§ **ASSIGNMENT**
Every line below that has the string "SelfClosing" needs to be copied.

§ **Saved data entries**
######
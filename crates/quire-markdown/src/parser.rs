//! Folding a token stream into a document tree.

use std::collections::HashMap;
use std::sync::Arc;

use quire_model::{Attrs, GrammarViolation, Mark, MarkType, Node, NodeType, Schema};
use smol_str::SmolStr;

use crate::error::MarkdownSyntaxError;
use crate::token::{Nesting, Token};

/// Attribute extraction for a token.
pub type AttrsFn = fn(&Token) -> Attrs;

/// How a token becomes part of the tree.
#[derive(Debug, Clone)]
pub enum ParseSpec {
    /// Open/close token pair wrapping child content.
    Block { node: SmolStr, get_attrs: Option<AttrsFn> },
    /// Self-closing token creating a leaf node (rules, hard breaks).
    Leaf { node: SmolStr, get_attrs: Option<AttrsFn> },
    /// Self-closing token whose content becomes the node's text.
    Code { node: SmolStr, get_attrs: Option<AttrsFn> },
    /// Open/close pair (or self-closing token with content) applying a mark.
    Mark { mark: SmolStr, get_attrs: Option<AttrsFn> },
    /// Dropped, children included.
    Ignore,
}

impl ParseSpec {
    pub fn block(node: impl Into<SmolStr>) -> Self {
        ParseSpec::Block {
            node: node.into(),
            get_attrs: None,
        }
    }

    pub fn leaf(node: impl Into<SmolStr>) -> Self {
        ParseSpec::Leaf {
            node: node.into(),
            get_attrs: None,
        }
    }

    pub fn code(node: impl Into<SmolStr>) -> Self {
        ParseSpec::Code {
            node: node.into(),
            get_attrs: None,
        }
    }

    pub fn mark(mark: impl Into<SmolStr>) -> Self {
        ParseSpec::Mark {
            mark: mark.into(),
            get_attrs: None,
        }
    }

    /// Use `f` instead of the token's own attributes.
    pub fn with_attrs(self, f: AttrsFn) -> Self {
        match self {
            ParseSpec::Block { node, .. } => ParseSpec::Block {
                node,
                get_attrs: Some(f),
            },
            ParseSpec::Leaf { node, .. } => ParseSpec::Leaf {
                node,
                get_attrs: Some(f),
            },
            ParseSpec::Code { node, .. } => ParseSpec::Code {
                node,
                get_attrs: Some(f),
            },
            ParseSpec::Mark { mark, .. } => ParseSpec::Mark {
                mark,
                get_attrs: Some(f),
            },
            ParseSpec::Ignore => ParseSpec::Ignore,
        }
    }

    /// Node type name this spec creates, if any.
    pub fn node_name(&self) -> Option<&SmolStr> {
        match self {
            ParseSpec::Block { node, .. } | ParseSpec::Leaf { node, .. } | ParseSpec::Code { node, .. } => {
                Some(node)
            }
            _ => None,
        }
    }

    pub fn mark_name(&self) -> Option<&SmolStr> {
        match self {
            ParseSpec::Mark { mark, .. } => Some(mark),
            _ => None,
        }
    }
}

fn token_attrs(get_attrs: &Option<AttrsFn>, token: &Token) -> Attrs {
    match get_attrs {
        Some(f) => f(token),
        None => token.attrs.clone(),
    }
}

/// Node under construction.
struct Frame {
    ty: Arc<NodeType>,
    attrs: Attrs,
    content: Vec<Node>,
    /// Token that opened the frame; `None` for the top node.
    token: Option<SmolStr>,
    line: usize,
}

/// Token fold state. Unknown tokens degrade to paragraphs and plain text.
pub(crate) struct TreeBuilder<'a> {
    schema: &'a Schema,
    specs: &'a HashMap<SmolStr, ParseSpec>,
    stack: Vec<Frame>,
    marks: Vec<Mark>,
    /// Unknown open tokens, so their close tokens can be skipped too.
    transparent: Vec<SmolStr>,
}

fn violation(line: usize, err: GrammarViolation) -> MarkdownSyntaxError {
    MarkdownSyntaxError::new(line, err.to_string())
}

impl<'a> TreeBuilder<'a> {
    pub(crate) fn new(schema: &'a Schema, specs: &'a HashMap<SmolStr, ParseSpec>) -> Self {
        Self {
            schema,
            specs,
            stack: vec![Frame {
                ty: schema.top_node_type().clone(),
                attrs: Attrs::new(),
                content: Vec::new(),
                token: None,
                line: 1,
            }],
            marks: Vec::new(),
            transparent: Vec::new(),
        }
    }

    fn node_type(&self, name: &str, line: usize) -> Result<&'a Arc<NodeType>, MarkdownSyntaxError> {
        self.schema
            .node_type(name)
            .ok_or_else(|| MarkdownSyntaxError::new(line, format!("unknown node type `{name}`")))
    }

    fn mark_type(&self, name: &str, line: usize) -> Result<&'a Arc<MarkType>, MarkdownSyntaxError> {
        self.schema
            .mark_type(name)
            .ok_or_else(|| MarkdownSyntaxError::new(line, format!("unknown mark type `{name}`")))
    }

    fn top(&mut self) -> &mut Frame {
        // The top node frame is never popped before `finish`.
        let last = self.stack.len() - 1;
        &mut self.stack[last]
    }

    fn push_node(&mut self, node: Node) {
        self.top().content.push(node);
    }

    /// Add text with the current marks. Outside inline content the text is
    /// wrapped in a paragraph. Newlines become spaces outside code.
    fn add_text(&mut self, text: &str, line: usize) -> Result<(), MarkdownSyntaxError> {
        if text.is_empty() {
            return Ok(());
        }
        let in_code = self.top().ty.is_code();
        let text = if in_code { text.to_owned() } else { text.replace('\n', " ") };
        let node = self
            .schema
            .text(text, self.marks.clone())
            .map_err(|e| violation(line, e))?;
        if self.top().ty.inline_content() {
            self.push_node(node);
            return Ok(());
        }
        let paragraph = self.node_type("paragraph", line)?;
        let wrapped = paragraph
            .create(&Attrs::new(), vec![node], Vec::new())
            .map_err(|e| violation(line, e))?;
        self.push_node(wrapped);
        Ok(())
    }

    pub(crate) fn feed(&mut self, token: &Token) -> Result<(), MarkdownSyntaxError> {
        match token.name.as_str() {
            "inline" => {
                if !token.children.is_empty() {
                    for child in &token.children {
                        self.feed(child)?;
                    }
                } else if !token.content.is_empty() {
                    self.add_text(&token.content, token.line)?;
                }
                return Ok(());
            }
            "text" => return self.add_text(&token.content, token.line),
            _ => {}
        }

        let Some(spec) = self.specs.get(&token.name) else {
            return self.unknown(token);
        };
        match (spec, token.nesting) {
            (ParseSpec::Ignore, _) => {}
            (ParseSpec::Block { node, get_attrs }, Nesting::Open) => {
                let ty = self.node_type(node, token.line)?.clone();
                self.stack.push(Frame {
                    ty,
                    attrs: token_attrs(get_attrs, token),
                    content: Vec::new(),
                    token: Some(token.name.clone()),
                    line: token.line,
                });
            }
            (ParseSpec::Block { .. }, Nesting::Close) => self.close_frame(token)?,
            (ParseSpec::Block { node, get_attrs }, Nesting::SelfClosing)
            | (ParseSpec::Leaf { node, get_attrs }, _) => {
                let ty = self.node_type(node, token.line)?;
                let marks = if ty.is_inline() { self.marks.clone() } else { Vec::new() };
                let created = self
                    .schema
                    .create_and_fill(ty, &token_attrs(get_attrs, token), Vec::new(), marks)
                    .map_err(|e| violation(token.line, e))?
                    .ok_or_else(|| {
                        MarkdownSyntaxError::new(token.line, format!("cannot build an empty `{node}`"))
                    })?;
                self.push_node(created);
            }
            (ParseSpec::Code { node, get_attrs }, _) => {
                let ty = self.node_type(node, token.line)?;
                let mut children = Vec::new();
                if !token.content.is_empty() {
                    children.push(
                        self.schema
                            .text(token.content.as_str(), Vec::new())
                            .map_err(|e| violation(token.line, e))?,
                    );
                }
                let created = ty
                    .create_checked(&token_attrs(get_attrs, token), children, Vec::new())
                    .map_err(|e| violation(token.line, e))?;
                self.push_node(created);
            }
            (ParseSpec::Mark { mark, get_attrs }, nesting) => {
                let ty = self.mark_type(mark, token.line)?;
                // Close tokens carry no attributes; only the type matters.
                if nesting == Nesting::Close {
                    self.marks.retain(|m| m.ty.id != ty.id);
                    return Ok(());
                }
                let mark = ty
                    .create(&token_attrs(get_attrs, token))
                    .map_err(|e| violation(token.line, e))?;
                if nesting == Nesting::Open {
                    self.marks = mark.add_to_set(&self.marks);
                } else {
                    let saved = self.marks.clone();
                    self.marks = mark.add_to_set(&self.marks);
                    self.add_text(&token.content, token.line)?;
                    self.marks = saved;
                }
            }
        }
        Ok(())
    }

    fn unknown(&mut self, token: &Token) -> Result<(), MarkdownSyntaxError> {
        tracing::debug!(target: "quire::markdown", token = %token.name, line = token.line, "no parse spec, using fallback");
        match token.nesting {
            Nesting::Open => self.transparent.push(token.name.clone()),
            Nesting::Close => {
                if let Some(at) = self.transparent.iter().rposition(|n| *n == token.name) {
                    self.transparent.remove(at);
                }
            }
            Nesting::SelfClosing => {
                let text = if token.content.is_empty() {
                    token.markup.to_string()
                } else {
                    token.content.clone()
                };
                self.add_text(&text, token.line)?;
            }
        }
        Ok(())
    }

    fn close_frame(&mut self, token: &Token) -> Result<(), MarkdownSyntaxError> {
        let open = self.top().token.clone();
        if open.as_ref() != Some(&token.name) {
            return Err(MarkdownSyntaxError::new(
                token.line,
                format!(
                    "`{}` closed while `{}` is open",
                    token.name,
                    open.as_deref().unwrap_or("document")
                ),
            ));
        }
        let Some(frame) = self.stack.pop() else {
            return Err(MarkdownSyntaxError::new(token.line, "unbalanced block tokens"));
        };
        let node = self.build(frame)?;
        self.push_node(node);
        Ok(())
    }

    fn build(&self, frame: Frame) -> Result<Node, MarkdownSyntaxError> {
        let Frame {
            ty,
            attrs,
            content,
            line,
            ..
        } = frame;
        // Drop marks the parent does not allow rather than failing.
        let content: Vec<Node> = content
            .into_iter()
            .map(|child| {
                if child.is_inline() && !ty.allows_marks(child.marks()) {
                    let kept = child
                        .marks()
                        .iter()
                        .filter(|m| ty.allows_mark_type(&m.ty))
                        .cloned()
                        .collect();
                    child.mark(kept)
                } else {
                    child
                }
            })
            .collect();
        let name = ty.name.clone();
        self.schema
            .create_and_fill(&ty, &attrs, content, Vec::new())
            .map_err(|e| violation(line, e))?
            .ok_or_else(|| {
                MarkdownSyntaxError::new(line, format!("content does not fit into `{name}`"))
            })
    }

    pub(crate) fn finish(mut self) -> Result<Node, MarkdownSyntaxError> {
        if self.stack.len() > 1 {
            let line = self.top().line;
            let name = self.top().ty.name.clone();
            return Err(MarkdownSyntaxError::new(line, format!("unclosed `{name}`")));
        }
        let Some(frame) = self.stack.pop() else {
            return Err(MarkdownSyntaxError::new(1, "no document node"));
        };
        let doc = self.build(frame)?;
        doc.check().map_err(|e| violation(1, e))?;
        Ok(doc)
    }
}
######
§ **REPLY**
            (ParseSpec::Block { node, get_attrs }, Nesting::SelfClosing)
            Nesting::SelfClosing => {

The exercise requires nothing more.